Stored items:
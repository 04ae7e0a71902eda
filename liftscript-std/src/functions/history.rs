//! History accessors over per-set series
//!
//! Series are supplied by the caller in `EvalContext::history` and are
//! indexed from 1. Without an index the current `setIndex` binding is used.

use liftscript_plugin::prelude::*;

pub const COMPLETED_REPS: &str = "completedReps";
pub const REPS: &str = "reps";
pub const WEIGHTS: &str = "weights";
pub const SET_INDEX: &str = "setIndex";

pub struct CompletedReps;
pub struct Reps;
pub struct Weights;
pub struct AllCompleted;

static INDEX_ARGS: [ArgMeta; 1] = [ArgMeta::optional("set", "Number", "1-based set number (default: setIndex)")];
static COMPLETED_REPS_EXAMPLES: [&str; 2] = ["completedReps(1)", "completedReps() >= r"];
static REPS_EXAMPLES: [&str; 1] = ["reps(3)"];
static WEIGHTS_EXAMPLES: [&str; 1] = ["weights(1) + 5lb"];
static ALL_COMPLETED_EXAMPLES: [&str; 1] = ["allCompleted()"];

fn resolve_index(func: &str, args: &[Value], ctx: &EvalContext) -> Result<usize, ScriptError> {
    let raw = match args.first() {
        Some(Value::Number(n)) => *n,
        Some(other) => return Err(ScriptError::arg_type(func, "set", "Number", other.type_name())),
        None => match ctx.get_binding(SET_INDEX) {
            Some(Value::Number(n)) => *n,
            Some(other) => return Err(ScriptError::type_error("Number", other.type_name())),
            None => return Err(ScriptError::undefined_var(SET_INDEX)),
        },
    };
    if raw < 1.0 || raw.fract() != 0.0 || !raw.is_finite() {
        return Err(ScriptError::domain_error(format!("{}() set must be a whole number from 1, got {}", func, raw)));
    }
    Ok(raw as usize)
}

fn lookup(func: &str, series: &str, args: &[Value], ctx: &EvalContext) -> Result<Value, ScriptError> {
    let index = resolve_index(func, args, ctx)?;
    Ok(ctx.history_entry(series, index).cloned().unwrap_or(Value::Undefined))
}

impl FunctionPlugin for CompletedReps {
    fn meta(&self) -> FunctionMeta {
        FunctionMeta {
            name: COMPLETED_REPS,
            description: "Reps completed in a set of the previous workout",
            usage: "completedReps([set])",
            arity: Arity::Range(0, 1),
            args: &INDEX_ARGS,
            returns: "Number | Undefined",
            examples: &COMPLETED_REPS_EXAMPLES,
            category: "history",
        }
    }

    fn call(&self, args: &[Value], ctx: &EvalContext) -> Result<Value, ScriptError> {
        lookup(COMPLETED_REPS, COMPLETED_REPS, args, ctx)
    }
}

impl FunctionPlugin for Reps {
    fn meta(&self) -> FunctionMeta {
        FunctionMeta {
            name: REPS,
            description: "Target reps of a set",
            usage: "reps([set])",
            arity: Arity::Range(0, 1),
            args: &INDEX_ARGS,
            returns: "Number | Undefined",
            examples: &REPS_EXAMPLES,
            category: "history",
        }
    }

    fn call(&self, args: &[Value], ctx: &EvalContext) -> Result<Value, ScriptError> {
        lookup(REPS, REPS, args, ctx)
    }
}

impl FunctionPlugin for Weights {
    fn meta(&self) -> FunctionMeta {
        FunctionMeta {
            name: WEIGHTS,
            description: "Weight used in a set",
            usage: "weights([set])",
            arity: Arity::Range(0, 1),
            args: &INDEX_ARGS,
            returns: "Weight | Undefined",
            examples: &WEIGHTS_EXAMPLES,
            category: "history",
        }
    }

    fn call(&self, args: &[Value], ctx: &EvalContext) -> Result<Value, ScriptError> {
        lookup(WEIGHTS, WEIGHTS, args, ctx)
    }
}

impl FunctionPlugin for AllCompleted {
    fn meta(&self) -> FunctionMeta {
        FunctionMeta {
            name: "allCompleted",
            description: "True when every set reached its target reps",
            usage: "allCompleted()",
            arity: Arity::Exact(0),
            args: &[],
            returns: "Bool",
            examples: &ALL_COMPLETED_EXAMPLES,
            category: "history",
        }
    }

    fn call(&self, _args: &[Value], ctx: &EvalContext) -> Result<Value, ScriptError> {
        let targets = ctx.history_series(REPS);
        let done = ctx.history_series(COMPLETED_REPS);
        if targets.is_empty() {
            return Ok(Value::Bool(false));
        }
        let all = targets.iter().enumerate().all(|(i, target)| {
            match (done.get(i), target) {
                (Some(Value::Number(c)), Value::Number(t)) => c >= t,
                _ => false,
            }
        });
        Ok(Value::Bool(all))
    }
}
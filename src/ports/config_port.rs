//! Configuration access port trait.

pub trait ConfigPort {
    fn get_string(&self, section: &str, key: &str) -> Option<String>;
    fn get_int(&self, section: &str, key: &str, default: i64) -> i64;
    fn get_double(&self, section: &str, key: &str, default: f64) -> f64;
    fn get_bool(&self, section: &str, key: &str, default: bool) -> bool;
}
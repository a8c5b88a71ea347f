use clap::Parser;
use tickgate::cli::{run, Cli};

fn main() -> std::process::ExitCode {
    run(Cli::parse())
}
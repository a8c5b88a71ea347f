//! tickgate — deterministic technical entry criteria over market data.
//!
//! Hexagonal architecture: domain logic in [`domain`], port traits in [`ports`],
//! concrete implementations in [`adapters`].

pub mod domain;
pub mod ports;
pub mod adapters;

pub mod cli;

• [Directions] Could you write out all the entries word for word?

• [Answer area]
repository 04ae7e0a71902eda
filename liftscript-std/src/functions/history.rs
//! History accessors over per-set series
//!
//! Series are supplied by the caller in `EvalContext::history` and are
//! indexed from 1. Without an index the current `setIndex` binding is used.

use liftscript_plugin::prelude::*;

pub const COMPLETED_REPS: &str = "completedReps";
pub const REPS: &str = "reps";
pub const WEIGHTS: &str = "weights";
pub const SET_INDEX: &str = "setIndex";

pub struct CompletedReps;
pub struct Reps;
pub struct Weights;
pub struct AllCompleted;

static INDEX_ARGS: [ArgMeta; 1] = [ArgMeta::optional("set", "Number", "1-based set number (default: setIndex)")];
static COMPLETED_REPS_EXAMPLES: [&str; 2] = ["completedReps(1)", "completedReps() >= r"];
static REPS_EXAMPLES: [&str; 1] = ["reps(3)"];
static WEIGHTS_EXAMPLES: [&str; 1] = ["weights(1) + 5lb"];
static ALL_COMPLETED_EXAMPLES: [&str; 1] = ["allCompleted()"];

fn resolve_index(func: &str, args: &[Value], ctx: &EvalContext) -> Result<usize, ScriptError> {
    let raw = match args.first() {
        Some(Value::Number(n)) => *n,
        Some(other) => return Err(ScriptError::arg_type(func, "set", "Number", other.type_name())),
        None => match ctx.get_binding(SET_INDEX) {
            Some(Value::Number(n)) => *n,
            Some(other) => return Err(ScriptError::type_error("Number", other.type_name())),
            None => return Err(ScriptError::undefined_var(SET_INDEX)),
        },
    };
    if raw < 1.0 || raw.fract() != 0.0 || !raw.is_finite() {
        return Err(ScriptError::domain_error(format!("{}() set must be a whole number from 1, got {}", func, raw)));
    }
    Ok(raw as usize)
}

fn lookup(func: &str, series: &str, args: &[Value], ctx: &EvalContext) -> Result<Value, ScriptError> {
    let index = resolve_index(func, args, ctx)?;
    Ok(ctx.history_entry(series, index).cloned().unwrap_or(Value::Undefined))
}

impl FunctionPlugin for CompletedReps {
    fn meta(&self) -> FunctionMeta {
        FunctionMeta {
            name: COMPLETED_REPS,
            description: "Reps completed in a set of the previous workout",
            usage: "completedReps([set])",
            arity: Arity::Range(0, 1),
            args: &INDEX_ARGS,
            returns: "Number | Undefined",
            examples: &COMPLETED_REPS_EXAMPLES,
            category: "history",
        }
    }

    fn call(&self, args: &[Value], ctx: &EvalContext) -> Result<Value, ScriptError> {
        lookup(COMPLETED_REPS, COMPLETED_REPS, args, ctx)
    }
}

impl FunctionPlugin for Reps {
    fn meta(&self) -> FunctionMeta {
        FunctionMeta {
            name: REPS,
            description: "Target reps of a set",
            usage: "reps([set])",
            arity: Arity::Range(0, 1),
            args: &INDEX_ARGS,
            returns: "Number | Undefined",
            examples: &REPS_EXAMPLES,
            category: "history",
        }
    }

    fn call(&self, args: &[Value], ctx: &EvalContext) -> Result<Value, ScriptError> {
        lookup(REPS, REPS, args, ctx)
    }
}

impl FunctionPlugin for Weights {
    fn meta(&self) -> FunctionMeta {
        FunctionMeta {
            name: WEIGHTS,
            description: "Weight used in a set",
            usage: "weights([set])",
            arity: Arity::Range(0, 1),
            args: &INDEX_ARGS,
            returns: "Weight | Undefined",
            examples: &WEIGHTS_EXAMPLES,
            category: "history",
        }
    }

    fn call(&self, args: &[Value], ctx: &EvalContext) -> Result<Value, ScriptError> {
        lookup(WEIGHTS, WEIGHTS, args, ctx)
    }
}

impl FunctionPlugin for AllCompleted {
    fn meta(&self) -> FunctionMeta {
        FunctionMeta {
            name: "allCompleted",
            description: "True when every set reached its target reps",
            usage: "allCompleted()",
            arity: Arity::Exact(0),
            args: &[],
            returns: "Bool",
            examples: &ALL_COMPLETED_EXAMPLES,
            category: "history",
        }
    }

    fn call(&self, _args: &[Value], ctx: &EvalContext) -> Result<Value, ScriptError> {
        let targets = ctx.history_series(REPS);
        let done = ctx.history_series(COMPLETED_REPS);
        if targets.is_empty() {
            return Ok(Value::Bool(false));
        }
        let all = targets.iter().enumerate().all(|(i, target)| {
            match (done.get(i), target) {
                (Some(Value::Number(c)), Value::Number(t)) => c >= t,
                _ => false,
            }
        });
        Ok(Value::Bool(all))
    }
}
filename src/ports/config_port.rs
//! Configuration access port trait.

pub trait ConfigPort {
    fn get_string(&self, section: &str, key: &str) -> Option<String>;
    fn get_int(&self, section: &str, key: &str, default: i64) -> i64;
    fn get_double(&self, section: &str, key: &str, default: f64) -> f64;
    fn get_bool(&self, section: &str, key: &str, default: bool) -> bool;
}
repository a8c5b88a71ea347f
use clap::Parser;
use tickgate::cli::{run, Cli};

fn main() -> std::process::ExitCode {
    run(Cli::parse())
}
repository a8c5b88a71ea347f
//! tickgate — deterministic technical entry criteria over market data.
//!
//! Hexagonal architecture: domain logic in [`domain`], port traits in [`ports`],
//! concrete implementations in [`adapters`].

pub mod domain;
pub mod ports;
pub mod adapters;

pub mod cli;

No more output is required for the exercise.